Long-term use or repeated courses of corticosteroids for atopic blepharoconjunctivitis (ABC) can easily cause side-effects like elevation of the intraocular pressure (IOP), cataract, and atrophy of the eyelid skin (Jones & Rhee 2006). Tacrolimus ointment is a topical calcineurin inhibitor and has been successfully used for atopic dermatitis (AD) (Reitamo et al. 2002). The main advantage compared with corticosteroids is that it does not cause skin atrophy and seems to be safe when used for the eyelids (Freeman et al. 2004; Virtanen et al. 2006).
We analysed retrospectively the patient records of 33 patients with severe ABC collected at our institution during 3 years (2004–2007). A total of 28 patients (age 45.9, range 19–84, 13 men) were accepted for the study. All patients included had used almost continuously topical corticosteroids before the study for at least 6 months. The mean interval from the start of tacrolimus treatment to the first follow-up visit was 10 weeks (4–17 weeks). A full ophthalmologic examination was performed to all patients before starting tacrolimus treatment and at individually scheduled follow-up visits. The severity of the symptoms and signs; blepharitis and conjunctivitis were assessed on a scale of 0–3. IOP was measured from both eyes with Goldmann applanation tonometer (Haag-Steit Ag, Bern, Switzerland) on each visit by the same investigator. A value of >20 mmHg was considered as elevated. Tacrolimus 0.03% ointment was applied to the eyelids once daily for the first 4 weeks and then intermittently depending on individual symptoms from 6 months to 2 years.
The data of the clinical score and IOP were analysed using Wilcoxon signed rank test with StatView for Windows®.

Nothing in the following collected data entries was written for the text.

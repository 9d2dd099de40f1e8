use std::sync::LazyLock;

use regex::Regex;
use serde::Serialize;
use serde_json::{Map, Value};

static DELIMITER_RE: LazyLock<Regex> = LazyLock::new(|| {
    Regex::new(r"(?s)^\s+(/)?wp:([a-z][a-z0-9_-]*/)?([a-z][a-z0-9_-]*)\s+(\{.*\}\s+)?(/)?$").unwrap()
});

const COMMENT_OPEN: &str = "<!--";
const COMMENT_CLOSE: &str = "-->";
const DEFAULT_NAMESPACE: &str = "core/";

/// One node of a parsed post: either a typed block or a freeform run of markup (`name == None`).
///
/// `inner_content` interleaves markup fragments with `None` placeholders, one per entry of
/// `inner_blocks`, in document order.
#[derive(Debug, Clone, Default, PartialEq, Serialize)]
pub struct Block {
    #[serde(rename = "blockName")]
    pub name: Option<String>,
    pub attrs: Map<String, Value>,
    #[serde(rename = "innerBlocks")]
    pub inner_blocks: Vec<Block>,
    #[serde(rename = "innerHTML")]
    pub inner_html: String,
    #[serde(rename = "innerContent")]
    pub inner_content: Vec<Option<String>>,
}

impl Block {
    fn typed(name: String, attrs: Map<String, Value>) -> Self {
        Block {
            name: Some(name),
            attrs,
            inner_blocks: Vec::new(),
            inner_html: String::new(),
            inner_content: Vec::new(),
        }
    }

    fn freeform(html: &str) -> Self {
        Block {
            name: None,
            attrs: Map::new(),
            inner_blocks: Vec::new(),
            inner_html: html.to_string(),
            inner_content: vec![Some(html.to_string())],
        }
    }

    fn push_html(&mut self, html: &str) {
        if html.is_empty() {
            return;
        }
        self.inner_html.push_str(html);
        self.inner_content.push(Some(html.to_string()));
    }

    fn push_child(&mut self, child: Block) {
        self.inner_content.push(None);
        self.inner_blocks.push(child);
    }

    pub fn is(&self, name: &str) -> bool {
        self.name.as_deref() == Some(name)
    }

    /// Concatenation of the markup fragments in `inner_content`, skipping placeholders.
    pub fn content_fragments(&self) -> String {
        self.inner_content.iter().flatten().map(String::as_str).collect()
    }
}

// Children are released through an explicit stack; trees may be arbitrarily deep.
impl Drop for Block {
    fn drop(&mut self) {
        let mut pending = std::mem::take(&mut self.inner_blocks);
        while let Some(mut block) = pending.pop() {
            pending.append(&mut block.inner_blocks);
        }
    }
}

#[derive(Debug)]
enum Token {
    Opener { name: String, attrs: Map<String, Value> },
    Void { name: String, attrs: Map<String, Value> },
    Closer,
}

#[derive(Debug)]
struct Delimiter {
    token: Token,
    start: usize,
    end: usize,
}

/// Parse post content into its block tree. Never fails: anything that is not a block
/// delimiter is kept as markup.
pub fn parse_blocks(content: &str) -> Vec<Block> {
    let mut output = Vec::new();
    let mut stack: Vec<Block> = Vec::new();
    let mut offset = 0;
    let mut search_from = 0;

    while let Some(delim) = next_delimiter(content, search_from) {
        let leading = &content[offset..delim.start];
        search_from = delim.end;

        match delim.token {
            Token::Void { name, attrs } => {
                let block = Block::typed(name, attrs);
                match stack.last_mut() {
                    Some(parent) => {
                        parent.push_html(leading);
                        parent.push_child(block);
                    }
                    None => {
                        push_freeform(&mut output, leading);
                        output.push(block);
                    }
                }
            }
            Token::Opener { name, attrs } => {
                match stack.last_mut() {
                    Some(parent) => parent.push_html(leading),
                    None => push_freeform(&mut output, leading),
                }
                stack.push(Block::typed(name, attrs));
            }
            Token::Closer => {
                let Some(mut block) = stack.pop() else {
                    // Stray closer: leave it in the pending markup.
                    continue;
                };
                block.push_html(leading);
                match stack.last_mut() {
                    Some(parent) => parent.push_child(block),
                    None => output.push(block),
                }
            }
        }
        offset = delim.end;
    }

    let trailing = &content[offset..];
    if stack.is_empty() {
        push_freeform(&mut output, trailing);
        return output;
    }

    if let Some(top) = stack.last_mut() {
        top.push_html(trailing);
    }
    while let Some(block) = stack.pop() {
        match stack.last_mut() {
            Some(parent) => parent.push_child(block),
            None => output.push(block),
        }
    }
    output
}

fn push_freeform(output: &mut Vec<Block>, html: &str) {
    if !html.is_empty() {
        output.push(Block::freeform(html));
    }
}

/// Find the next block delimiter at or after `from`, skipping ordinary HTML comments.
fn next_delimiter(content: &str, from: usize) -> Option<Delimiter> {
    let mut cursor = from;
    loop {
        let start = cursor + content[cursor..].find(COMMENT_OPEN)?;
        let body_start = start + COMMENT_OPEN.len();
        let body_len = content[body_start..].find(COMMENT_CLOSE)?;
        let body = &content[body_start..body_start + body_len];
        let end = body_start + body_len + COMMENT_CLOSE.len();

        // An unterminated `<!--` leaves the next comment opener inside this body.
        if let Some(inner) = body.find(COMMENT_OPEN) {
            cursor = body_start + inner;
            continue;
        }

        if let Some(token) = classify_delimiter(body) {
            return Some(Delimiter { token, start, end });
        }
        cursor = end;
    }
}

fn classify_delimiter(body: &str) -> Option<Token> {
    let caps = DELIMITER_RE.captures(body)?;
    if caps.get(1).is_some() {
        return Some(Token::Closer);
    }

    let namespace = caps.get(2).map_or(DEFAULT_NAMESPACE, |m| m.as_str());
    let name = format!("{}{}", namespace, &caps[3]);
    let attrs = caps
        .get(4)
        .and_then(|m| serde_json::from_str::<Value>(m.as_str().trim()).ok())
        .and_then(|v| match v {
            Value::Object(map) => Some(map),
            _ => None,
        })
        .unwrap_or_default();

    if caps.get(5).is_some() {
        Some(Token::Void { name, attrs })
    } else {
        Some(Token::Opener { name, attrs })
    }
}

/// Convert an already-parsed tree (`blockName`/`attrs`/`innerBlocks`/`innerHTML`/`innerContent`
/// objects) into blocks. Anything that is not an array yields no blocks; missing or mistyped
/// fields fall back to their defaults.
pub fn blocks_from_json(value: &Value) -> Vec<Block> {
    match value {
        Value::Array(items) => items.iter().map(block_from_json).collect(),
        _ => Vec::new(),
    }
}

fn block_from_json(value: &Value) -> Block {
    let Value::Object(obj) = value else {
        return Block::default();
    };

    let name = obj
        .get("blockName")
        .and_then(Value::as_str)
        .filter(|s| !s.is_empty())
        .map(String::from);
    let attrs = obj
        .get("attrs")
        .and_then(Value::as_object)
        .cloned()
        .unwrap_or_default();
    let inner_blocks = obj.get("innerBlocks").map(blocks_from_json).unwrap_or_default();
    let inner_html = obj
        .get("innerHTML")
        .and_then(Value::as_str)
        .unwrap_or_default()
        .to_string();
    let inner_content = obj
        .get("innerContent")
        .and_then(Value::as_array)
        .map(|items| items.iter().map(|v| v.as_str().map(String::from)).collect())
        .unwrap_or_default();

    Block {
        name,
        attrs,
        inner_blocks,
        inner_html,
        inner_content,
    }
}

A statistically significant decrease in IOP was seen in the mean IOP of both eyes (p = 0.03). A total of 10 patients showed elevated IOP before the start of tacrolimus treatment (steroid responders), all except one in both eyes. They showed a more significant decrease in IOP (mean/median 24.5/24.0, range 21–37 versus 19.1/20.0, range 12–23, p = 0.0004) (Fig. 1). Elevated IOP was seen at the follow-up visit in nine eyes in five of these patients (mean/median 21.7/21.0, range 21–23). The clinical score decreased significantly from the start of the treatment to the first follow-up visit (mean/median 3.8/4.0 versus 1.3/1.0, p = 0.0001) (Fig. 2). No increased lens opacities or changes in vision were observed. All patients experienced subjective relief of the symptoms including itch. The treatment was well tolerated, and no marked adverse events appeared. Only mild burning sensation was experienced by three patients (10%) in the beginning of the treatment. A total of 16 patients have been further followed up for 6–12 months. All of them have shown a continuous good clinical response and IOP within normal limits (mean/median 15.5/15.0) including four patients with originally elevated IOP (mean/median 17.8/18.0, range 15–20).
A major problem in treating chronic ABC has been lack of alternatives for corticosteroid therapy. We have earlier shown that 0.03% tacrolimus ointment is a good treatment alternative in patients with ABC (Virtanen et al. 2006). In a previous openlabel study by Freeman et al. (Freeman et al. 2004), a promising effect of 0.1% tacrolimus ointment treatment on IOP and clinical signs were reported during an 8 -week treatment period. However, 60% of the patients reported burning. Nivenius et al. (2007) published a short-term double-masked crossover study where 0.1% tacrolimus ointment was compared with clobetasol butyrate 0.05% for a 3 -week treatment period of ABC. Both treatments were effective in the treatment of clinical symptoms with a slight superiority to tacrolimus ointment. No serious side-effects or elevation in IOP were observed.
The present study shows a good clinical efficacy in eyelid dermatitis with 0.03% tacrolimus treatment without any elevation of IOP. In addition, there might perhaps even be other mechanisms in tacrolimus itself, like calcineurin inhibition, which could actively decrease IOP.